Are your thoughts really yours? You may be wondering why I’m asking such a bizarre question again and again. Of course, my thoughts are mine, you may say. But, are they? That may take some time. So, let’s just focus on “the how” part for now. How do you think? Well, all of us think in some kind of a language. Most probably our mother tongue. If you are someone whose mother tongue is English, then most probably you would be thinking in English, you just have 26 letters to form the words for your thoughts. Why are there only 26 letters in the English alphabet? In my mother tongue, which is Malayalam, I have 52 letters to form the words for my thoughts.
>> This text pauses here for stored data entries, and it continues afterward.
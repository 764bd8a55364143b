//! Closure conversion for nested routines
//!
//! Pascal's nested procedures may reference variables of enclosing
//! routines. Rather than building heap-allocated activation frames, the
//! parser rewrites each nested routine at the close of its definition:
//! every used-but-not-declared variable becomes an extra by-reference
//! parameter, and call sites pass the variable explicitly.
//!
//! Conversion runs bottom-up. A routine's capture set merges the
//! variables its own body referenced with the capture sets of its nested
//! routines, minus its own locals and parameters, minus globals. Call
//! sites parsed before the prototype grew (recursive calls inside the
//! routine itself) are fixed by a mutating walk that matches calls by
//! prototype identity and arity.

use std::collections::BTreeMap;
use std::rc::Rc;

use crate::ast::{Expr, ExprKind, FunctionDecl, Param};
use crate::names::{NamedObject, NameStack};
use crate::span::Span;
use crate::types::TypeId;

/// Compute the used-but-not-declared set for a routine.
///
/// `used` is the map of variable references recorded while parsing the
/// routine's body (nested routines excluded; their contribution arrives
/// through `subs[i].captured`). `fn_scope` is the index of the routine's
/// own scope in `names`: anything declared at that level or deeper is
/// local, anything at level 0 is global, and everything in between is
/// captured. The result is name-ordered, so prototypes gain their extra
/// parameters deterministically.
pub fn compute_captures(
    used: &BTreeMap<String, TypeId>,
    subs: &[FunctionDecl],
    names: &NameStack,
    fn_scope: usize,
) -> Vec<Param> {
    let mut nonlocal: BTreeMap<String, TypeId> = used.clone();
    for sub in subs {
        for p in &sub.captured {
            nonlocal.insert(p.name.clone(), p.ty);
        }
    }

    let mut captured = Vec::new();
    for (name, ty) in nonlocal {
        match names.find_with_level(&name) {
            Some((level, NamedObject::VarDef { .. })) if level > 0 && level < fn_scope => {
                captured.push(Param::closure(name, ty));
            }
            _ => {}
        }
    }
    captured
}

/// Append the captured variables to the routine's prototype and rewrite
/// every call site already parsed inside the routine (its body and its
/// nested routines) to pass them.
pub fn convert(func: &mut FunctionDecl, captured: Vec<Param>) {
    if captured.is_empty() {
        func.captured = Vec::new();
        return;
    }

    {
        let mut proto = func.proto.borrow_mut();
        proto.params.extend(captured.iter().cloned());
    }
    func.captured = captured.clone();

    let proto = func.proto.clone();
    let expected = proto.borrow().params.len();
    func.walk_exprs_mut(&mut |expr: &mut Expr| {
        if let ExprKind::Call { proto: call_proto, args, .. } = &mut expr.kind {
            if Rc::ptr_eq(call_proto, &proto) && args.len() != expected {
                for p in &captured {
                    args.push(Expr::new(
                        ExprKind::Variable { name: p.name.clone() },
                        Span::default(),
                        p.ty,
                    ));
                }
            }
        }
    });
}

#[cfg(test)]
mod tests {
    use super::*;
    use crate::ast::{Prototype, Stmt, StmtKind};
    use crate::types::INTEGER;

    fn call_to(proto: &crate::ast::ProtoRef, args: Vec<Expr>) -> Expr {
        let callee = Expr::new(
            ExprKind::FuncRef { name: proto.borrow().name.clone() },
            Span::default(),
            INTEGER,
        );
        Expr::new(
            ExprKind::Call { callee: Box::new(callee), args, proto: proto.clone() },
            Span::default(),
            crate::types::VOID,
        )
    }

    #[test]
    fn test_captures_exclude_locals_and_globals() {
        let mut names = NameStack::new();
        names.add("g", NamedObject::VarDef { ty: INTEGER }); // global (level 0)
        names.push_scope(); // outer routine (level 1)
        names.add("k", NamedObject::VarDef { ty: INTEGER });
        names.push_scope(); // inner routine (level 2)
        names.add("local", NamedObject::VarDef { ty: INTEGER });

        let mut used = BTreeMap::new();
        used.insert("g".to_string(), INTEGER);
        used.insert("k".to_string(), INTEGER);
        used.insert("local".to_string(), INTEGER);

        let captured = compute_captures(&used, &[], &names, 2);
        assert_eq!(captured.len(), 1);
        assert_eq!(captured[0].name, "k");
        assert!(captured[0].by_ref);
        assert!(captured[0].is_closure);
    }

    #[test]
    fn test_sub_captures_propagate() {
        let mut names = NameStack::new();
        names.push_scope(); // grandparent (level 1)
        names.add("k", NamedObject::VarDef { ty: INTEGER });
        names.push_scope(); // parent routine under conversion (level 2)

        let sub = FunctionDecl {
            proto: Prototype::new("inner", Vec::new(), crate::types::VOID).shared(),
            vars: Vec::new(),
            body: Some(Vec::new()),
            subs: Vec::new(),
            captured: vec![Param::closure("k", INTEGER)],
            span: Span::default(),
        };

        let captured = compute_captures(&BTreeMap::new(), &[sub], &names, 2);
        assert_eq!(captured.len(), 1);
        assert_eq!(captured[0].name, "k");
    }

    #[test]
    fn test_convert_extends_prototype_and_call_sites() {
        let proto = Prototype::new("inner", Vec::new(), crate::types::VOID).shared();
        let recursive_call = call_to(&proto, Vec::new());
        let mut func = FunctionDecl {
            proto: proto.clone(),
            vars: Vec::new(),
            body: Some(vec![Stmt::new(StmtKind::Expr(recursive_call), Span::default())]),
            subs: Vec::new(),
            captured: Vec::new(),
            span: Span::default(),
        };

        convert(&mut func, vec![Param::closure("k", INTEGER)]);

        assert_eq!(proto.borrow().params.len(), 1);
        assert!(proto.borrow().params[0].is_closure);
        // The recursive call gained the captured argument.
        match &func.body.as_ref().unwrap()[0].kind {
            StmtKind::Expr(Expr { kind: ExprKind::Call { args, .. }, .. }) => {
                assert_eq!(args.len(), 1);
                assert!(matches!(
                    &args[0].kind,
                    ExprKind::Variable { name } if name == "k"
                ));
            }
            other => panic!("unexpected {:?}", other),
        }
    }

    #[test]
    fn test_convert_without_captures_is_a_noop() {
        let proto = Prototype::new("leaf", Vec::new(), crate::types::VOID).shared();
        let mut func = FunctionDecl {
            proto: proto.clone(),
            vars: Vec::new(),
            body: Some(Vec::new()),
            subs: Vec::new(),
            captured: Vec::new(),
            span: Span::default(),
        };
        convert(&mut func, Vec::new());
        assert!(proto.borrow().params.is_empty());
    }
}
Does that mean I have the potential to think more(double) than what an English speaking folk can?

Now as we have messed up the ‘how’ part let’s move back to the ‘what’ part. Whatever your mother tongue is, it was taught to you by the people around you. Not only your mother tongue, whatever language you learn, somebody taught it to you. They taught you that language not to make you a poet or a writer, but to exchange their opinions and believes onto you.

What does this mean? Your thoughts are not yours. Your thoughts are the byproduct of your interactions with an “educated” environment. You are getting influenced everyday. You are totally blind to what you are learning. You are only thinking what you are supposed to think. The reason you can’t think beyond the 26 letters of the English alphabets is only because you don’t have to. Everybody around you thinks with those 26 letters. You’re just thinking whatever you’re thinking only because you want to co-exist with the people around you.

If our thoughts are not really ours, then what do we have?

Let me end with something one of my professors said

“Whatever you have learnt was taught to you. And whatever taught to you were somebody else’s opinions”

I don’t think this thought is mine. And I can’t be right, can I?